Sounds like an awesome lesson and I totally agree working in the winds can be annoying; we have been working in some stiff winds and while it is very interesting to see the dogs working it out when land cover, terrain and other factors are added to a wind, the blocked up feeling the next day is not so great. 

I am starting to use my video camera more and more; not only to help me figure things out but just to enjoy a side of my dogs I don't get to see – a joyous tail while heeling; the lean forward, intense attention and ear prick waiting to be called or sent for their bird, etc. Kind of lets you see what others see when they compliment your dogs! You notice the errors while others notice the overall picture being presented. I know my dogs love working but to actually see those tails, or that intensity on video adds another dimension to working with your dog.

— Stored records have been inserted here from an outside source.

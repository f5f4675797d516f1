use std::sync::Arc;
use std::time::Duration;

use futures::{Stream, StreamExt};
use serde_json::{json, Value};
use tokio::net::TcpListener;

use lmchat::chat::GenerationConfig;
use lmchat::engine::sse::SseParser;
use lmchat::server::router;
use lmchat::session::{CatalogEntry, MemoryPreferences, ModelCatalog};
use lmchat::test_utils::{ScriptedLoader, Step};
use lmchat::ChatRuntime;

fn catalog() -> Arc<ModelCatalog> {
    Arc::new(ModelCatalog::new(vec![
        CatalogEntry {
            id: "llama-3.2-1b-instruct".into(),
            name: "Llama 3.2 1B".into(),
            size: "0.6GB".into(),
            file: None,
        },
        CatalogEntry {
            id: "qwen2.5-0.5b-instruct".into(),
            name: "Qwen2.5 0.5B".into(),
            size: "0.4GB".into(),
            file: None,
        },
    ]))
}

async fn spawn_server(loader: &ScriptedLoader) -> String {
    let runtime = ChatRuntime::new(
        Arc::new(loader.clone()),
        Arc::new(MemoryPreferences::new()),
        GenerationConfig::default(),
    );
    let listener = TcpListener::bind("127.0.0.1:0").await.unwrap();
    let addr = listener.local_addr().unwrap();
    let app = router(runtime, catalog());
    tokio::spawn(async move {
        axum::serve(listener, app).await.unwrap();
    });
    format!("http://{}", addr)
}

async fn wait_for_reply(client: &reqwest::Client, base: &str) -> Value {
    for _ in 0..200 {
        let body: Value = client
            .get(format!("{}/api/v1/messages", base))
            .send()
            .await
            .unwrap()
            .json()
            .await
            .unwrap();
        if body["data"]["is_running"] == false {
            return body;
        }
        tokio::time::sleep(Duration::from_millis(10)).await;
    }
    panic!("reply never finished");
}

#[tokio::test]
async fn test_health_and_catalog() {
    let base = spawn_server(&ScriptedLoader::new()).await;
    let client = reqwest::Client::new();

    let health = client.get(&base).send().await.unwrap().text().await.unwrap();
    assert_eq!(health, "lmchat is running!");

    let models: Value = client
        .get(format!("{}/api/v1/models", base))
        .send()
        .await
        .unwrap()
        .json()
        .await
        .unwrap();
    assert_eq!(models["status"], "success");
    assert_eq!(models["data"][0]["id"], "llama-3.2-1b-instruct");
    assert_eq!(models["data"][1]["size"], "0.4GB");
}

#[tokio::test]
async fn test_initialize_and_chat_over_http() {
    let loader = ScriptedLoader::new();
    loader.push_text_reply(&["He", "llo!"]);
    let base = spawn_server(&loader).await;
    let client = reqwest::Client::new();

    // Sending before a model is loaded is a conflict.
    let early = client
        .post(format!("{}/api/v1/messages", base))
        .json(&json!({ "text": "Hi" }))
        .send()
        .await
        .unwrap();
    assert_eq!(early.status(), reqwest::StatusCode::CONFLICT);

    let unknown = client
        .post(format!("{}/api/v1/session/initialize", base))
        .json(&json!({ "model": "gpt-9" }))
        .send()
        .await
        .unwrap();
    assert_eq!(unknown.status(), reqwest::StatusCode::NOT_FOUND);

    let init: Value = client
        .post(format!("{}/api/v1/session/initialize", base))
        .json(&json!({ "model": "qwen2.5-0.5b-instruct" }))
        .send()
        .await
        .unwrap()
        .json()
        .await
        .unwrap();
    assert_eq!(init["data"]["phase"], "ready");
    assert_eq!(init["data"]["loaded_model"], "qwen2.5-0.5b-instruct");

    let empty = client
        .post(format!("{}/api/v1/messages", base))
        .json(&json!({ "text": "   " }))
        .send()
        .await
        .unwrap();
    assert_eq!(empty.status(), reqwest::StatusCode::BAD_REQUEST);

    let accepted = client
        .post(format!("{}/api/v1/messages", base))
        .json(&json!({ "text": "Hi" }))
        .send()
        .await
        .unwrap();
    assert_eq!(accepted.status(), reqwest::StatusCode::ACCEPTED);
    let accepted: Value = accepted.json().await.unwrap();
    let message_id = accepted["data"]["message_id"].as_str().unwrap().to_string();

    let thread = wait_for_reply(&client, &base).await;
    let messages = thread["data"]["messages"].as_array().unwrap();
    assert_eq!(messages.len(), 2);
    assert_eq!(messages[0]["role"], "user");
    assert_eq!(messages[1]["id"], message_id.as_str());
    assert_eq!(messages[1]["content"][0]["text"], "Hello!");
    assert_eq!(thread["data"]["transcript"][1]["status"]["state"], "complete");

    let cleared = client
        .delete(format!("{}/api/v1/messages", base))
        .send()
        .await
        .unwrap();
    assert!(cleared.status().is_success());

    let reset: Value = client
        .post(format!("{}/api/v1/session/reset", base))
        .send()
        .await
        .unwrap()
        .json()
        .await
        .unwrap();
    assert_eq!(reset["data"]["phase"], "idle");
    assert_eq!(reset["data"]["engine_loaded"], false);
}

#[tokio::test]
async fn test_failed_reply_reports_status_and_partial_text() {
    let loader = ScriptedLoader::new();
    loader.push_reply(vec![
        Step::Delta("Par".into()),
        Step::Fail("connection reset".into()),
    ]);
    let base = spawn_server(&loader).await;
    let client = reqwest::Client::new();

    client
        .post(format!("{}/api/v1/session/initialize", base))
        .json(&json!({ "model": "llama-3.2-1b-instruct" }))
        .send()
        .await
        .unwrap();
    let accepted = client
        .post(format!("{}/api/v1/messages", base))
        .json(&json!({ "text": "Hi" }))
        .send()
        .await
        .unwrap();
    assert_eq!(accepted.status(), reqwest::StatusCode::ACCEPTED);

    let body = wait_for_reply(&client, &base).await;
    let reply = &body["data"]["transcript"][1];
    assert_eq!(reply["role"], "assistant");
    assert_eq!(reply["content"], "Par");
    assert_eq!(reply["status"]["state"], "failed");
    assert!(reply["status"]["error"]
        .as_str()
        .unwrap()
        .contains("connection reset"));
    assert_eq!(body["data"]["transcript"][0]["status"]["state"], "complete");
}

#[tokio::test]
async fn test_select_requires_idle_session() {
    let base = spawn_server(&ScriptedLoader::new()).await;
    let client = reqwest::Client::new();

    let selected: Value = client
        .post(format!("{}/api/v1/session/select", base))
        .json(&json!({ "model": "llama-3.2-1b-instruct" }))
        .send()
        .await
        .unwrap()
        .json()
        .await
        .unwrap();
    assert_eq!(selected["data"]["phase"], "idle");
    assert_eq!(selected["data"]["selected_model"], "llama-3.2-1b-instruct");

    client
        .post(format!("{}/api/v1/session/initialize", base))
        .json(&json!({ "model": "llama-3.2-1b-instruct" }))
        .send()
        .await
        .unwrap();

    let rejected = client
        .post(format!("{}/api/v1/session/select", base))
        .json(&json!({ "model": "qwen2.5-0.5b-instruct" }))
        .send()
        .await
        .unwrap();
    assert_eq!(rejected.status(), reqwest::StatusCode::CONFLICT);
}

/// Reads until the next `state` event and returns its payload.
async fn next_state<S, B>(bytes: &mut S, parser: &mut SseParser) -> Value
where
    S: Stream<Item = Result<B, reqwest::Error>> + Unpin,
    B: AsRef<[u8]>,
{
    loop {
        let chunk = tokio::time::timeout(Duration::from_secs(5), bytes.next())
            .await
            .expect("event stream stalled")
            .unwrap()
            .unwrap();
        if let Some(event) = parser
            .push(chunk.as_ref())
            .into_iter()
            .filter(|e| e.event.as_deref() == Some("state"))
            .last()
        {
            return serde_json::from_str(&event.data).unwrap();
        }
    }
}

#[tokio::test]
async fn test_event_stream_publishes_state_changes() {
    let base = spawn_server(&ScriptedLoader::new()).await;
    let client = reqwest::Client::new();

    let response = client
        .get(format!("{}/api/v1/events", base))
        .send()
        .await
        .unwrap();
    assert!(response.status().is_success());
    let mut bytes = Box::pin(response.bytes_stream());
    let mut parser = SseParser::new();

    let initial = next_state(&mut bytes, &mut parser).await;
    assert_eq!(initial["session"]["phase"], "idle");
    assert_eq!(initial["is_running"], false);
    assert_eq!(initial["transcript"], json!([]));

    client
        .post(format!("{}/api/v1/session/initialize", base))
        .json(&json!({ "model": "llama-3.2-1b-instruct" }))
        .send()
        .await
        .unwrap();

    let mut phase = String::new();
    for _ in 0..10 {
        let state = next_state(&mut bytes, &mut parser).await;
        phase = state["session"]["phase"].as_str().unwrap().to_string();
        if phase == "ready" {
            break;
        }
    }
    assert_eq!(phase, "ready");
}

The video camera I use for setting up in all kinds of places is inexpensive and small enough to fit in a jacket pocket but it does the job J I also use a tripod so I can set it up and not worry about it when I am by myself. I think you'll love using the camera – my major issue is remembering to charge the thing LOL


----------



## RedDogs (Jan 30, 2010)

The little cameras that have a video feature can be amazing. I've been using a cannon powershot thing...and it's held up VERY well. I've dropped it, left it in the woods overnight, used it in snow and mist, dogs have shaken water on it, and it travels in my pocket (not a case). The quality is quite nice, and it picks up sound VERY well... I'veset it up and gone 70' away to work my dog (outdoors) and it picks up everything I say (and everything the dogs say!). I'm really sold on the product... they've held up two years and...then I typically loose them. Note to self....don't put the camera in the treat pouch and set it on top of the car while loading dogs. 

It's fun to read about the lessons, I'm jealous!


----------



## DNL2448 (Feb 13, 2009)

Awesome training session! I sure wish you guys were closer. It would be fun to join you.


----------



## hollyk (Feb 21, 2009)

I don't get big looping.sits. I get quick half turn sits. It this what you get? I love your updates keep them coming.


----------



## hotel4dogs (Sep 29, 2008)

Yes, that's exactly what I get, too. Real quick sits, but not turning all the way to face me.
So the first sit whistle is followed immediately by a come in whistle, which turns the dog to you
followed by a sit whistle
all done very quickly
try it!
tweet -----tweeet tweeet tweeet-----tweeet




hollyk said:


> I don't get big looping.sits. I get quick half turn sits. It this what you get? I love your updates keep them coming.


----------



## hollyk (Feb 21, 2009)

Thanks, I will give it a try. I'm in your neck of the woods this week-end for a family event, (Elgin) looks like I might get to see sun!


----------



## hotel4dogs (Sep 29, 2008)

cool! Elgin is about 1-1/2 hours from me. Supposed to be a warm, sunny weekend here.


----------



## hollyk (Feb 21, 2009)

I was born in Joliet. Spent a childhood playing in/on the Kankakee River between Willington and Morris. Crummy weather in Seattle this week-end (very wet spring & cold spring). Hope to see the sun while I'm here.
I will be trying the tweet....tweet,tweet,tweet.....tweet when I get back.


----------



## hotel4dogs (Sep 29, 2008)

oh you were RIGHT in my neck of the woods when you were young! I live 15 minutes from Wilmington!


----------